VietNamNet Bridge - Le Quynh Hoa, a parent in Cau Giay, complained on her Facebook page that her son, a third grader, got a 9 and 10 score on nearly all of his school work and exams.


{keywords}



“This is really worrying, because I don’t think the scores truly reflect his learning capability,” Hoa said.

Hoa contacted other parents and heard that 40 out of 50 students in the class were recognized as good and excellent students for the first semester of the academic year.

“At first I thought the information was wrong, but the teacher confirmed this,” Hoa said. “The teacher assured me that this is commonly seen at primary schools in large cities.”

Pham Tat Dong, deputy chair of the Study Encouragement Society, expressed sympathy towards the parent, saying that this is a common worry of many parents.

“It is doubtful that nearly all students in the same class are excellent students,” Dong said.

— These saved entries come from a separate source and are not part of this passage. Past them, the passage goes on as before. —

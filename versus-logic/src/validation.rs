//! Cross-Variant Validation
//!
//! Confirms both variants compute the same thing before their speed is
//! compared. Every digest a variant produced for a (task, scale) must equal the
//! reference digest from the trusted variant, or appear in that task's
//! allow-list. Failures exclude the whole task from the decision.

use fxhash::FxHashMap;
use serde::{Deserialize, Serialize};
use std::collections::{BTreeMap, BTreeSet};
use std::fmt;
use tracing::{debug, info, warn};
use versus_core::{AllowedDigest, Sample, Scale, ValidationConfig, VariantId, VariantPair};

/// Reference digests, one per (task, scale)
#[derive(Debug, Clone, PartialEq, Eq, Serialize, Deserialize)]
pub struct ReferenceOracle {
    trusted: VariantId,
    references: BTreeMap<(String, Scale), u32>,
}

impl ReferenceOracle {
    /// Empty oracle for `trusted`
    pub fn new(trusted: impl Into<VariantId>) -> Self {
        Self {
            trusted: trusted.into(),
            references: BTreeMap::new(),
        }
    }

    /// Oracle holding, per (task, scale), the most frequent digest among the
    /// trusted variant's successful samples. Ties go to the smaller digest.
    pub fn from_samples(samples: &[Sample], trusted: &VariantId) -> Self {
        let mut counts: FxHashMap<(&str, Scale), FxHashMap<u32, usize>> = FxHashMap::default();
        for sample in samples {
            if !sample.success || &sample.cell.variant != trusted {
                continue;
            }
            if let Some(digest) = sample.result_digest {
                *counts
                    .entry((sample.cell.task.as_str(), sample.cell.scale))
                    .or_default()
                    .entry(digest)
                    .or_default() += 1;
            }
        }

        let references = counts
            .into_iter()
            .filter_map(|((task, scale), digests)| {
                digests
                    .into_iter()
                    .max_by(|(da, ca), (db, cb)| ca.cmp(cb).then(db.cmp(da)))
                    .map(|(digest, _)| ((task.to_string(), scale), digest))
            })
            .collect();

        Self {
            trusted: trusted.clone(),
            references,
        }
    }

    /// Set the reference for one (task, scale)
    pub fn with_reference(mut self, task: impl Into<String>, scale: Scale, digest: u32) -> Self {
        self.references.insert((task.into(), scale), digest);
        self
    }

    /// Reference digest for (task, scale)
    pub fn reference(&self, task: &str, scale: Scale) -> Option<u32> {
        self.references.get(&(task.to_string(), scale)).copied()
    }

    /// Variant the references were taken from
    pub fn trusted(&self) -> &VariantId {
        &self.trusted
    }

    /// Number of (task, scale) references held
    pub fn len(&self) -> usize {
        self.references.len()
    }

    /// Whether no reference is held
    pub fn is_empty(&self) -> bool {
        self.references.is_empty()
    }
}

/// Explicit, audited digests accepted per task in addition to the reference
#[derive(Debug, Clone, Default, PartialEq, Eq)]
pub struct DigestAllowList {
    entries: BTreeMap<String, Vec<AllowedDigest>>,
}

impl DigestAllowList {
    /// Allow-list from configuration
    pub fn new(entries: BTreeMap<String, Vec<AllowedDigest>>) -> Self {
        Self { entries }
    }

    /// Entry accepting `digest` for `task`
    pub fn lookup(&self, task: &str, digest: u32) -> Option<&AllowedDigest> {
        self.entries.get(task)?.iter().find(|e| e.digest == digest)
    }

    /// Total number of entries
    pub fn len(&self) -> usize {
        self.entries.values().map(Vec::len).sum()
    }

    /// Whether the list accepts nothing
    pub fn is_empty(&self) -> bool {
        self.len() == 0
    }
}

/// Pass or fail
#[derive(Debug, Clone, Copy, PartialEq, Eq, Serialize, Deserialize)]
#[serde(rename_all = "lowercase")]
pub enum ValidationStatus {
    /// Both variants agree with the reference
    Passed,
    /// At least one failure was found
    Failed,
}

/// One reason a (task, scale) failed validation
#[derive(Debug, Clone, PartialEq, Eq, Serialize, Deserialize)]
#[serde(tag = "kind", rename_all = "snake_case")]
pub enum ValidationFailure {
    /// Digests that are neither the reference nor allow-listed
    Mismatch {
        /// Variant that produced them
        variant: VariantId,
        /// Offending digests
        digests: Vec<u32>,
    },
    /// The trusted variant produced no reference
    MissingReference,
    /// A variant produced no digest at all
    NoDigests {
        /// Variant without digests
        variant: VariantId,
    },
}

impl fmt::Display for ValidationFailure {
    fn fmt(&self, f: &mut fmt::Formatter<'_>) -> fmt::Result {
        match self {
            ValidationFailure::Mismatch { variant, digests } => {
                let list: Vec<String> = digests.iter().map(|d| format!("{:#010x}", d)).collect();
                write!(f, "{} digest mismatch: {}", variant, list.join(", "))
            }
            ValidationFailure::MissingReference => write!(f, "no reference digest"),
            ValidationFailure::NoDigests { variant } => write!(f, "{} produced no digests", variant),
        }
    }
}

/// Validation result for one (task, scale)
#[derive(Debug, Clone, PartialEq, Eq, Serialize, Deserialize)]
pub struct ValidationOutcome {
    /// Task name
    pub task: String,
    /// Scale
    pub scale: Scale,
    /// Pass or fail
    pub status: ValidationStatus,
    /// Reference digest, if the oracle has one
    pub reference: Option<u32>,
    /// Distinct digests of variant A
    pub digests_a: Vec<u32>,
    /// Distinct digests of variant B
    pub digests_b: Vec<u32>,
    /// Allow-list entries that accepted a digest
    pub allow_list_used: Vec<AllowedDigest>,
    /// Why it failed
    pub failures: Vec<ValidationFailure>,
}

impl ValidationOutcome {
    /// Whether the (task, scale) passed
    pub fn passed(&self) -> bool {
        self.status == ValidationStatus::Passed
    }
}

fn distinct(digests: &[u32]) -> Vec<u32> {
    digests
        .iter()
        .copied()
        .collect::<BTreeSet<_>>()
        .into_iter()
        .collect()
}

/// Checks digests of both variants against a reference oracle
#[derive(Debug, Clone, Default)]
pub struct CrossVariantValidator {
    allow_list: DigestAllowList,
}

impl CrossVariantValidator {
    /// Validator with the configured allow-list
    pub fn new(config: &ValidationConfig) -> Self {
        Self {
            allow_list: DigestAllowList::new(config.allow_list.clone()),
        }
    }

    /// Allow-list in use
    pub fn allow_list(&self) -> &DigestAllowList {
        &self.allow_list
    }

    /// Validate one (task, scale) given each variant's digests
    pub fn validate(
        &self,
        task: &str,
        scale: Scale,
        variants: &VariantPair,
        a_digests: &[u32],
        b_digests: &[u32],
        oracle: &ReferenceOracle,
    ) -> ValidationOutcome {
        let digests_a = distinct(a_digests);
        let digests_b = distinct(b_digests);
        let reference = oracle.reference(task, scale);

        let mut failures = Vec::new();
        let mut allow_list_used: Vec<AllowedDigest> = Vec::new();

        for (variant, digests) in [(&variants.a, &digests_a), (&variants.b, &digests_b)] {
            if digests.is_empty() {
                failures.push(ValidationFailure::NoDigests {
                    variant: variant.clone(),
                });
                continue;
            }
            let Some(reference) = reference else {
                continue;
            };

            let mut mismatched = Vec::new();
            for &digest in digests.iter().filter(|&&d| d != reference) {
                match self.allow_list.lookup(task, digest) {
                    Some(entry) => {
                        warn!(
                            task,
                            %scale,
                            %variant,
                            digest = %format!("{:#010x}", digest),
                            reason = %entry.reason,
                            "digest accepted by allow-list"
                        );
                        if !allow_list_used.contains(entry) {
                            allow_list_used.push(entry.clone());
                        }
                    }
                    None => mismatched.push(digest),
                }
            }
            if !mismatched.is_empty() {
                failures.push(ValidationFailure::Mismatch {
                    variant: variant.clone(),
                    digests: mismatched,
                });
            }
        }

        if reference.is_none() {
            failures.push(ValidationFailure::MissingReference);
        }

        let status = if failures.is_empty() {
            ValidationStatus::Passed
        } else {
            ValidationStatus::Failed
        };
        debug!(task, %scale, ?status, "digests validated");

        ValidationOutcome {
            task: task.to_string(),
            scale,
            status,
            reference,
            digests_a,
            digests_b,
            allow_list_used,
            failures,
        }
    }

    /// Validate every (task, scale) present in `samples`
    pub fn validate_samples(
        &self,
        samples: &[Sample],
        variants: &VariantPair,
        oracle: &ReferenceOracle,
    ) -> Vec<ValidationOutcome> {
        let mut digests: FxHashMap<(&str, Scale), [Vec<u32>; 2]> = FxHashMap::default();
        for sample in samples {
            if !sample.success {
                continue;
            }
            let side = if sample.cell.variant == variants.a {
                0
            } else if sample.cell.variant == variants.b {
                1
            } else {
                continue;
            };
            let entry = digests
                .entry((sample.cell.task.as_str(), sample.cell.scale))
                .or_default();
            if let Some(digest) = sample.result_digest {
                entry[side].push(digest);
            }
        }

        let mut keys: Vec<_> = digests.into_iter().collect();
        keys.sort_by(|(a, _), (b, _)| a.cmp(b));

        let outcomes: Vec<ValidationOutcome> = keys
            .into_iter()
            .map(|((task, scale), [a, b])| self.validate(task, scale, variants, &a, &b, oracle))
            .collect();

        let failed = outcomes.iter().filter(|o| !o.passed()).count();
        info!(checked = outcomes.len(), failed, "cross-variant validation finished");
        outcomes
    }
}

#[cfg(test)]
mod tests {
    use super::*;
    use versus_core::{Cell, FailureReason};

    fn variants() -> VariantPair {
        VariantPair::new("rust", "go")
    }

    fn sample(variant: &str, trial: u32, digest: Option<u32>) -> Sample {
        Sample::succeeded(Cell::new("sort", variant, Scale::Small), trial, 1, 1.0, 1, digest)
    }

    #[test]
    fn test_oracle_takes_most_frequent_trusted_digest() {
        let samples = vec![
            sample("rust", 0, Some(7)),
            sample("rust", 1, Some(7)),
            sample("rust", 2, Some(9)),
            sample("go", 0, Some(9)),
            sample("go", 1, Some(9)),
            sample("go", 2, Some(9)),
        ];
        let oracle = ReferenceOracle::from_samples(&samples, &VariantId::new("rust"));
        assert_eq!(oracle.reference("sort", Scale::Small), Some(7));
        assert_eq!(oracle.reference("sort", Scale::Large), None);
        assert_eq!(oracle.len(), 1);
    }

    #[test]
    fn test_oracle_ignores_failed_samples_and_breaks_ties_low() {
        let mut samples = vec![sample("rust", 0, Some(9)), sample("rust", 1, Some(3))];
        let mut failed = Sample::failed(
            Cell::new("sort", "rust", Scale::Small),
            2,
            3,
            FailureReason::Timeout,
        );
        failed.result_digest = Some(9);
        samples.push(failed);
        let oracle = ReferenceOracle::from_samples(&samples, &VariantId::new("rust"));
        assert_eq!(oracle.reference("sort", Scale::Small), Some(3));
    }

    #[test]
    fn test_matching_digests_pass() {
        let oracle = ReferenceOracle::new("rust").with_reference("sort", Scale::Small, 42);
        let outcome = CrossVariantValidator::default().validate(
            "sort",
            Scale::Small,
            &variants(),
            &[42, 42],
            &[42],
            &oracle,
        );
        assert!(outcome.passed());
        assert_eq!(outcome.digests_a, vec![42]);
        assert!(outcome.failures.is_empty());
    }

    #[test]
    fn test_mismatch_fails() {
        let oracle = ReferenceOracle::new("rust").with_reference("sort", Scale::Small, 42);
        let outcome = CrossVariantValidator::default().validate(
            "sort",
            Scale::Small,
            &variants(),
            &[42],
            &[42, 43],
            &oracle,
        );
        assert_eq!(outcome.status, ValidationStatus::Failed);
        assert_eq!(
            outcome.failures,
            vec![ValidationFailure::Mismatch {
                variant: VariantId::new("go"),
                digests: vec![43],
            }]
        );
    }

    #[test]
    fn test_allow_list_accepts_and_records() {
        let mut config = ValidationConfig::default();
        config.allow_list.insert(
            "sort".to_string(),
            vec![AllowedDigest {
                digest: 43,
                reason: "go formats -0.0 as 0.0".to_string(),
            }],
        );
        let validator = CrossVariantValidator::new(&config);
        let oracle = ReferenceOracle::new("rust").with_reference("sort", Scale::Small, 42);
        let outcome = validator.validate("sort", Scale::Small, &variants(), &[42], &[43], &oracle);
        assert!(outcome.passed());
        assert_eq!(outcome.allow_list_used.len(), 1);
        assert_eq!(outcome.allow_list_used[0].digest, 43);

        // Allow-list entries are per task
        let other = ReferenceOracle::new("rust").with_reference("hash", Scale::Small, 42);
        let outcome = validator.validate("hash", Scale::Small, &variants(), &[42], &[43], &other);
        assert!(!outcome.passed());
    }

    #[test]
    fn test_missing_reference_and_digests() {
        let oracle = ReferenceOracle::new("rust");
        let outcome = CrossVariantValidator::default().validate(
            "sort",
            Scale::Small,
            &variants(),
            &[],
            &[5],
            &oracle,
        );
        assert!(!outcome.passed());
        assert!(outcome.failures.contains(&ValidationFailure::MissingReference));
        assert!(outcome.failures.contains(&ValidationFailure::NoDigests {
            variant: VariantId::new("rust"),
        }));
    }

    #[test]
    fn test_validate_samples_groups_by_task_and_scale() {
        let mut samples = vec![
            sample("rust", 0, Some(1)),
            sample("go", 0, Some(1)),
            Sample::succeeded(Cell::new("fft", "rust", Scale::Large), 0, 1, 1.0, 1, Some(5)),
            Sample::succeeded(Cell::new("fft", "go", Scale::Large), 0, 1, 1.0, 1, Some(6)),
        ];
        samples.push(sample("zig", 0, Some(99)));

        let oracle = ReferenceOracle::from_samples(&samples, &VariantId::new("rust"));
        let outcomes =
            CrossVariantValidator::default().validate_samples(&samples, &variants(), &oracle);
        assert_eq!(outcomes.len(), 2);
        assert_eq!(outcomes[0].task, "fft");
        assert!(!outcomes[0].passed());
        assert_eq!(outcomes[1].task, "sort");
        assert!(outcomes[1].passed());
    }
}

Parents will lose confidence in national education, he said. Instead of feeling happy about the high achievements gained by their children, parents tend to become more worried because they don’t know their real learning capability.

The majority of secondary and high school students are “good” and “excellent” students, while nearly 100 percent of primary schools get a ‘pass’. 

In the 2017-2018 academic year, 55-60 percent of students received ‘good’ and ‘excellent’ titles. The proportion was higher for 11th and 12th graders, about 70 percent.

Some secondary schools feel puzzled when nearly all primary school graduates who apply for their schools got 9-10 marks in literature and math.

Parents will lose confidence in national education, he said. Instead of feeling happy about the high achievements gained by their children, parents tend to become more worried because they don’t know their real learning capability.

Dong recalled his school time many years ago, saying that there were only several excellent students in one class. “The students were admirable because they were really excellent,” he said.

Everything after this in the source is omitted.